- **EXERCISE INSTRUCTIONS**: Only the lines below between the ones containing "filename bin/mqbridgectl/src/demo.rs" and "demo publishes to.", inclusive, are to be reproduced, each exactly as it stands.

"""

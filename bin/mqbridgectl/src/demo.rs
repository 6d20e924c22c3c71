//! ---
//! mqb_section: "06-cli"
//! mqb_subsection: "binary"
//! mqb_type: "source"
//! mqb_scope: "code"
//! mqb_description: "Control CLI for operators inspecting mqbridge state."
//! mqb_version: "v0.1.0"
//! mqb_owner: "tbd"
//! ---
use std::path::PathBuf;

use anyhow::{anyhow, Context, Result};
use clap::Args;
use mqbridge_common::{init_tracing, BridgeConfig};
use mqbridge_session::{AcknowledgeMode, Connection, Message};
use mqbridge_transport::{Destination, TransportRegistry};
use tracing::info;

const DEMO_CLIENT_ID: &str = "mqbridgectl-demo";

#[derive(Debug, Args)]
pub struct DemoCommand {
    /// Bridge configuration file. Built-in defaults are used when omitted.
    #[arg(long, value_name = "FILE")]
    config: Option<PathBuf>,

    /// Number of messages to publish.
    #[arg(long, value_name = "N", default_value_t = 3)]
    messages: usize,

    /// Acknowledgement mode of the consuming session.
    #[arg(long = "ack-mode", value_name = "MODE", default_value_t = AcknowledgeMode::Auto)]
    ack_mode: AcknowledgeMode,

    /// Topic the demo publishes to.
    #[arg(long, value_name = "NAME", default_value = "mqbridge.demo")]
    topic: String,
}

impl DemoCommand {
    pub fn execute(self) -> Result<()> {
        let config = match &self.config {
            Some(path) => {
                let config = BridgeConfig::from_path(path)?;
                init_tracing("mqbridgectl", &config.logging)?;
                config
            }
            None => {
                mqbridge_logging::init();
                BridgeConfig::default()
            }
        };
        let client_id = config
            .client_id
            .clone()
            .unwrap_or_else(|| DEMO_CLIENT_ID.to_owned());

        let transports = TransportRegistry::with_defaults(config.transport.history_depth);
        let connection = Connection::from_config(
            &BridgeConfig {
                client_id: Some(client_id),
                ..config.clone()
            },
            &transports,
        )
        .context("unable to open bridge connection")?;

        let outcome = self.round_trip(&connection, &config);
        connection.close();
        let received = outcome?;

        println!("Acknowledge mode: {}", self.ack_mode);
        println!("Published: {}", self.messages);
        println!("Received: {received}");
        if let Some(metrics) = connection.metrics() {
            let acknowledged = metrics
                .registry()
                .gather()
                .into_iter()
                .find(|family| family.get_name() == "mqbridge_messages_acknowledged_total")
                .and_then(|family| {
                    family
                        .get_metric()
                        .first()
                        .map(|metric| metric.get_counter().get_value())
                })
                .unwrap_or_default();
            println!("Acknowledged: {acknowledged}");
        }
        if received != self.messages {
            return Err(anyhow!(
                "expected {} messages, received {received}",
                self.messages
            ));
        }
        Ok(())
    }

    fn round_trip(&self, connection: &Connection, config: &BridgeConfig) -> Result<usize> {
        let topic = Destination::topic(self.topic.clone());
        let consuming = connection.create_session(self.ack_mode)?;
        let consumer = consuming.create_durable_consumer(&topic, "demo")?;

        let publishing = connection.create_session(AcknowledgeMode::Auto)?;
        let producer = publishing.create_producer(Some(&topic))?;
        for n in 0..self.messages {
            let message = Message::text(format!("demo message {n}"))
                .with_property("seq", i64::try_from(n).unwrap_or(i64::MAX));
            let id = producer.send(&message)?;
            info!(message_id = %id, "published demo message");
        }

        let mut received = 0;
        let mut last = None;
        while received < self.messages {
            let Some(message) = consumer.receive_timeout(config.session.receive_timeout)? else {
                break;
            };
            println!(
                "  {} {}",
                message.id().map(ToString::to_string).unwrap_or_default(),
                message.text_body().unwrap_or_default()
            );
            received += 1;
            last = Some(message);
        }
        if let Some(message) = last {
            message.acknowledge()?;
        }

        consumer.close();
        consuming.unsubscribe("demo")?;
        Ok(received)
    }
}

"""
"""

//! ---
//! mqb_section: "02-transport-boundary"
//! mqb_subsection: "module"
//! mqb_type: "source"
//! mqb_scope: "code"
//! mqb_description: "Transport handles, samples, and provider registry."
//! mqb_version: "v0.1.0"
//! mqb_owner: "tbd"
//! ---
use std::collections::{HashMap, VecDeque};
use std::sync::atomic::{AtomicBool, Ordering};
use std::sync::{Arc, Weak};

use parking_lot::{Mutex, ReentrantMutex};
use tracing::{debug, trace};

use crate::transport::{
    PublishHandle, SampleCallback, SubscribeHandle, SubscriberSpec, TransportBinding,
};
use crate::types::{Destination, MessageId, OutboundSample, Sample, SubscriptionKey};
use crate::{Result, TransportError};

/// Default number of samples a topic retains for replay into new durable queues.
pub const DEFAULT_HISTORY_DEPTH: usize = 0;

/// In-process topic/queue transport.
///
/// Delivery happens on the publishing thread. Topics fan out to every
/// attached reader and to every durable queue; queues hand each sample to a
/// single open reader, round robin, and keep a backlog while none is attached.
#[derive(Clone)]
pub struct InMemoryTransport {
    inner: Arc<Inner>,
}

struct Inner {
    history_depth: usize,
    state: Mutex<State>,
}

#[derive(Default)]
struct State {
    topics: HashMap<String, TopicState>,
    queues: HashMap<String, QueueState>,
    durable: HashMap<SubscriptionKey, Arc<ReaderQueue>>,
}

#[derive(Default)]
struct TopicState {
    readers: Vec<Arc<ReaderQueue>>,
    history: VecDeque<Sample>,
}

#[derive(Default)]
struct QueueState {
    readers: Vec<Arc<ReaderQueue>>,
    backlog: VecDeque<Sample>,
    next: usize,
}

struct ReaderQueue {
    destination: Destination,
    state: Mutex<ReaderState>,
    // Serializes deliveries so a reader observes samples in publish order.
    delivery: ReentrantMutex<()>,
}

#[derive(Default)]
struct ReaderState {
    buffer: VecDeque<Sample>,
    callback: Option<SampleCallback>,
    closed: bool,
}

"""
"""

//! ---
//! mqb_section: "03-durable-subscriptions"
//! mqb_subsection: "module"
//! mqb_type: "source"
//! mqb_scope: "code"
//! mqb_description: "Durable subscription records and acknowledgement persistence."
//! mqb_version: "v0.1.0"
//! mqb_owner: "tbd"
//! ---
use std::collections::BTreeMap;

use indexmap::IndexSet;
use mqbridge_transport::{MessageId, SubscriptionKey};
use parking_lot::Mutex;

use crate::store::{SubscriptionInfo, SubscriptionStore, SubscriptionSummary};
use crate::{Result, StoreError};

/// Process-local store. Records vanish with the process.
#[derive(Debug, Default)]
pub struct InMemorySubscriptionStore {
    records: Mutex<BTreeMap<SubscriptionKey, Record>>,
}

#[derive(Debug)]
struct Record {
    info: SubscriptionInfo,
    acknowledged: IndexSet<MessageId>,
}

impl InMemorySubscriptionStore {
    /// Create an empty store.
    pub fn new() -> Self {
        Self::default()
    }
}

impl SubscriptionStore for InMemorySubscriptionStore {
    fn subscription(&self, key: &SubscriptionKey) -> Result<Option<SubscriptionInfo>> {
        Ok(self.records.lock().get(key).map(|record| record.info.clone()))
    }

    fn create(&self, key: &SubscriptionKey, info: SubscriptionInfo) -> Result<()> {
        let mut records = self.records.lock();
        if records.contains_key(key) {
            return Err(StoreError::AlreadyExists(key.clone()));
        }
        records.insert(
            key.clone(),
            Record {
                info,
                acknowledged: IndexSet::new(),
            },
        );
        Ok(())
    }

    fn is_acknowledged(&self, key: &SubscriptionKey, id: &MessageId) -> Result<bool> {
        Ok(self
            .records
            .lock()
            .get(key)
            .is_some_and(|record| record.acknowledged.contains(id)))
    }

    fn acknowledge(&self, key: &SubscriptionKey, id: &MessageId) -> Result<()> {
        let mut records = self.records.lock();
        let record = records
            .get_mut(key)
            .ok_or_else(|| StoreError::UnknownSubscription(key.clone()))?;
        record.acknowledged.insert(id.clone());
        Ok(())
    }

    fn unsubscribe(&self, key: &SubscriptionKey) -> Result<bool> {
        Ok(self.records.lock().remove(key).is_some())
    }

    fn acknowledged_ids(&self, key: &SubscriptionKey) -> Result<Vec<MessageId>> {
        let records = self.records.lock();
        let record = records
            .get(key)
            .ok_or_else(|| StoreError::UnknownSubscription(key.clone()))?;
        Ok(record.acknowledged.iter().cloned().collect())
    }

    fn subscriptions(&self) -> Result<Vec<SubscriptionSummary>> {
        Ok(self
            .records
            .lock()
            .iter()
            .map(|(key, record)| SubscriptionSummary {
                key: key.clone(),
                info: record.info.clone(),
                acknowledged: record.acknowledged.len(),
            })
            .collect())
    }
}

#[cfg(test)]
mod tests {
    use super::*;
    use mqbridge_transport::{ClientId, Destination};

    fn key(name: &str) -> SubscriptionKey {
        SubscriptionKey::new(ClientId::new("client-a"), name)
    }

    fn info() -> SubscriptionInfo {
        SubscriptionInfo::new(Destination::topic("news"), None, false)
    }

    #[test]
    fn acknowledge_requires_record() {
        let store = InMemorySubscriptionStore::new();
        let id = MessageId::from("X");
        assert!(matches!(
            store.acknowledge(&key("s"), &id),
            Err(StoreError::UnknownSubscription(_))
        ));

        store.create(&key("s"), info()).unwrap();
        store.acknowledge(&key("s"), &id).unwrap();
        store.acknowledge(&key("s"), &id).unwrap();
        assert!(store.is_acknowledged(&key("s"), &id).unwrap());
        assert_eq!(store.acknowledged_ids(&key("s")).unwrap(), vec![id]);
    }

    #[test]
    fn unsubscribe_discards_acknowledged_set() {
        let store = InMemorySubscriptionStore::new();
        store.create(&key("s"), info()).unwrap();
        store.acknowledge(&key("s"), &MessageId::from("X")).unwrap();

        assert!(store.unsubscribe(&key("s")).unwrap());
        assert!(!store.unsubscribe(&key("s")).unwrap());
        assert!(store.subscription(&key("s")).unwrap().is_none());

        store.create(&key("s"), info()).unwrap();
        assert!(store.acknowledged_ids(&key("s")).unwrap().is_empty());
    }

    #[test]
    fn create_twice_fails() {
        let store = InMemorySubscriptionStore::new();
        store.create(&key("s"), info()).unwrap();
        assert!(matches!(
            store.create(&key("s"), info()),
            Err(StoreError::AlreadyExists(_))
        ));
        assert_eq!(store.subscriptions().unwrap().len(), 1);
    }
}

"""

- **TASK OUTPUT**:
filename bin/mqbridgectl/src/demo.rs
repository 6d20e924c22c3c71
//! ---
//! mqb_section: "06-cli"
//! mqb_subsection: "binary"
//! mqb_type: "source"
//! mqb_scope: "code"
//! mqb_description: "Control CLI for operators inspecting mqbridge state."
//! mqb_version: "v0.1.0"
//! mqb_owner: "tbd"
//! ---
use std::path::PathBuf;

use anyhow::{anyhow, Context, Result};
use clap::Args;
use mqbridge_common::{init_tracing, BridgeConfig};
use mqbridge_session::{AcknowledgeMode, Connection, Message};
use mqbridge_transport::{Destination, TransportRegistry};
use tracing::info;

const DEMO_CLIENT_ID: &str = "mqbridgectl-demo";

#[derive(Debug, Args)]
pub struct DemoCommand {
    /// Bridge configuration file. Built-in defaults are used when omitted.
    #[arg(long, value_name = "FILE")]
    config: Option<PathBuf>,

    /// Number of messages to publish.
    #[arg(long, value_name = "N", default_value_t = 3)]
    messages: usize,

    /// Acknowledgement mode of the consuming session.
    #[arg(long = "ack-mode", value_name = "MODE", default_value_t = AcknowledgeMode::Auto)]
    ack_mode: AcknowledgeMode,

    /// Topic the demo publishes to.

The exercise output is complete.